R: More efficient code for creating and manipulating variables based on other variables and another-CodePudding

I'm trying to tidy up my code. At the moment I have several chunks with 25 lines of the same code, individually changing each variable. I'm wondering whether there is a way to apply all of this to the relevant variables without having it all written out for each one individually.

I'm working with two tables:

data (200x115) - my dataset.
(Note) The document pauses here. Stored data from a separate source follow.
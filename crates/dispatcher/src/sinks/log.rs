//! LogSink - mirrors pipeline events into tracing

use contracts::{ContractError, EventSink, LogLevel, PipelineEvent};
use tracing::{debug, error, info, instrument, warn};

/// Sink that mirrors the run log and status changes into the process log
pub struct LogSink {
    name: String,
}

impl LogSink {
    /// Create a new LogSink with the given name
    pub fn new(name: impl Into<String>) -> Self {
        Self { name: name.into() }
    }

    fn log_event(&self, event: &PipelineEvent) {
        match event {
            PipelineEvent::LogAppended { run_id, entry } => {
                let stage = entry.stage.map(|s| s.key()).unwrap_or("-");
                match entry.level {
                    LogLevel::Info => info!(sink = %self.name, run_id, stage, "{}", entry.message),
                    LogLevel::Warn => warn!(sink = %self.name, run_id, stage, "{}", entry.message),
                    LogLevel::Error => {
                        error!(sink = %self.name, run_id, stage, "{}", entry.message)
                    }
                    LogLevel::Debug => {
                        debug!(sink = %self.name, run_id, stage, "{}", entry.message)
                    }
                }
            }
            PipelineEvent::StageStatusChanged { run_id, state } => {
                info!(
                    sink = %self.name,
                    run_id,
                    stage = state.id.key(),
                    status = ?state.status,
                    progress = state.progress,
                    detail = state.detail.as_deref().unwrap_or(""),
                    "Stage status changed"
                );
            }
            PipelineEvent::ProgressChanged {
                run_id,
                stage,
                progress,
            } => {
                debug!(sink = %self.name, run_id, stage = stage.key(), progress, "Progress");
            }
            PipelineEvent::PipelineStatusChanged { run_id, status } => {
                info!(sink = %self.name, run_id, status = %status, "Pipeline status changed");
            }
        }
    }
}

impl EventSink for LogSink {
    fn name(&self) -> &str {
        &self.name
    }

    #[instrument(
        name = "log_sink_write",
        skip(self, event),
        fields(sink = %self.name, kind = event.kind())
    )]
    async fn write(&mut self, event: &PipelineEvent) -> Result<(), ContractError> {
        self.log_event(event);
        Ok(())
    }

    #[instrument(name = "log_sink_flush", skip(self))]
    async fn flush(&mut self) -> Result<(), ContractError> {
        // Nothing to flush for log sink
        Ok(())
    }

    #[instrument(name = "log_sink_close", skip(self))]
    async fn close(&mut self) -> Result<(), ContractError> {
        debug!(sink = %self.name, "LogSink closed");
        Ok(())
    }
}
The changes I'm making here apply to every other column in starting from the 19th column, up until the 67th, all of which are chr variables (we'll call these a b c ... y - but the actual names are random words with no pattern to them).

match.words (92393x1) - list of words. I'm using this to identify words in my dataset that match or don't match words in this list.

I started by creating new variables (a.match, b.match... y.match) to indicate whether each case in a b [...] y matches a word in match.words.

data$a.match <- ifelse(data$a %in% match.words$. == TRUE, 0, 1)
data$b.match <- ifelse(data$b %in% match.words$. == TRUE, 0, 1)
...
data$y.match <- ifelse(data$y %in% match.words$. == TRUE, 0, 1)

I then go through and check each of these to see which cases don't match - this code gives me 25 tables which is fine, but I'm wondering whether it's possible to obtain either all of these or a combined version with more concise code.

data %>% filter(a.match != 0) %>% select(ID, subject, a)
data %>% filter(b.match != 0) %>% select(ID, subject, b)
...
data %>% filter(y.match != 0) %>% select(ID, subject, y)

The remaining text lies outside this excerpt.